Provided entries =
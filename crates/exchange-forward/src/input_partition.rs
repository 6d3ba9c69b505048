use crate::forward_info::ForwardInfo;
use crate::record_store::RecordStore;
use exchange_core::{PagedMemoryResource, RecordRef};
use parking_lot::Mutex;
use std::sync::atomic::{AtomicBool, Ordering};
use std::sync::Arc;

const DEFAULT_PAGE_SIZE: usize = 64 * 1024;

/// One parallel lane of a forward exchange: a FIFO record store, the two
/// paged memory resources backing it, and the active-flag shared with this
/// partition's sink and source.
///
/// Cheap to construct: the backing store is only materialized on first
/// `push`/`try_pop`, so plans that over-allocate partitions and never
/// populate some of them pay no allocation cost for the ones left empty.
pub struct InputPartition {
    info: Arc<ForwardInfo>,
    resources: Mutex<Option<(PagedMemoryResource, PagedMemoryResource)>>,
    store: Mutex<Option<Arc<RecordStore>>>,
    active: AtomicBool,
}

impl InputPartition {
    /// Creates a partition backed by the given memory resources, defaulting
    /// both to a fresh page pool if not supplied.
    pub fn new(
        fixed: Option<PagedMemoryResource>,
        varlen: Option<PagedMemoryResource>,
        info: Arc<ForwardInfo>,
    ) -> Self {
        Self {
            info,
            resources: Mutex::new(Some((
                fixed.unwrap_or_else(|| PagedMemoryResource::new(DEFAULT_PAGE_SIZE)),
                varlen.unwrap_or_else(|| PagedMemoryResource::new(DEFAULT_PAGE_SIZE)),
            ))),
            store: Mutex::new(None),
            active: AtomicBool::new(true),
        }
    }

    /// Returns the backing store, creating it on first call. The lock is
    /// held only long enough to publish or clone the `Arc`; the actual
    /// `push`/`try_pop` run against the clone, so a concurrent producer and
    /// consumer never contend on a partition-wide lock.
    fn store(&self) -> Arc<RecordStore> {
        let mut store = self.store.lock();
        if let Some(store) = store.as_ref() {
            return store.clone();
        }
        let (fixed, varlen) = self
            .resources
            .lock()
            .take()
            .expect("resources consumed exactly once, at store creation");
        let created = Arc::new(RecordStore::new(self.info.record_meta().clone(), fixed, varlen));
        *store = Some(created.clone());
        created
    }

    pub fn push(&self, record: RecordRef) {
        self.store().push(record);
    }

    pub fn try_pop(&self, out: &mut Option<RecordRef>) -> bool {
        self.store().try_pop(out)
    }

    /// No-op in the forward exchange; retained so the interface stays
    /// uniform with shuffle/aggregate variants, which finalize a per-epoch
    /// pointer table on flush.
    pub fn flush(&self) {}

    pub fn empty(&self) -> bool {
        match self.store.lock().as_ref() {
            Some(store) => store.empty(),
            None => true,
        }
    }

    pub fn count(&self) -> usize {
        match self.store.lock().as_ref() {
            Some(store) => store.count(),
            None => 0,
        }
    }

    pub fn active(&self) -> &AtomicBool {
        &self.active
    }
}

#[cfg(test)]
mod tests {
    use super::*;
    use crate::forward_info::ForwardInfo;
    use exchange_core::testkit::{encode_row, FieldValue};
    use exchange_core::RecordMeta;

    fn info() -> Arc<ForwardInfo> {
        Arc::new(ForwardInfo::new(Arc::new(RecordMeta::new(vec![], 8)), None))
    }

    #[test]
    fn never_touched_partition_allocates_no_store() {
        let partition = InputPartition::new(None, None, info());
        assert!(partition.empty());
        assert_eq!(partition.count(), 0);
        assert!(partition.store.lock().is_none());
    }

    #[test]
    fn push_then_pop_transitions_count() {
        let (bytes, _backing, meta) = encode_row(&[FieldValue::Int8(1)]);
        let partition = InputPartition::new(None, None, Arc::new(ForwardInfo::new(Arc::new(meta), None)));
        assert_eq!(partition.count(), 0);
        let record = unsafe { RecordRef::new(bytes.as_ptr(), bytes.len()) };
        partition.push(record);
        assert_eq!(partition.count(), 1);
        let mut out = None;
        assert!(partition.try_pop(&mut out));
        assert_eq!(partition.count(), 0);
    }

    #[test]
    fn active_flag_starts_true_and_flips_once() {
        let partition = InputPartition::new(None, None, info());
        assert!(partition.active().load(Ordering::SeqCst));
        partition.active().store(false, Ordering::SeqCst);
        assert!(!partition.active().load(Ordering::SeqCst));
    }
}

What is being asked = Would you please transcribe the lines above exactly, starting with the first line of the material and ending with the line that has "store, the two"?

Response to this task =
filename crates/exchange-forward/src/input_partition.rs
repository 6d3ba9c69b505048
use crate::forward_info::ForwardInfo;
use crate::record_store::RecordStore;
use exchange_core::{PagedMemoryResource, RecordRef};
use parking_lot::Mutex;
use std::sync::atomic::{AtomicBool, Ordering};
use std::sync::Arc;

const DEFAULT_PAGE_SIZE: usize = 64 * 1024;

/// One parallel lane of a forward exchange: a FIFO record store, the two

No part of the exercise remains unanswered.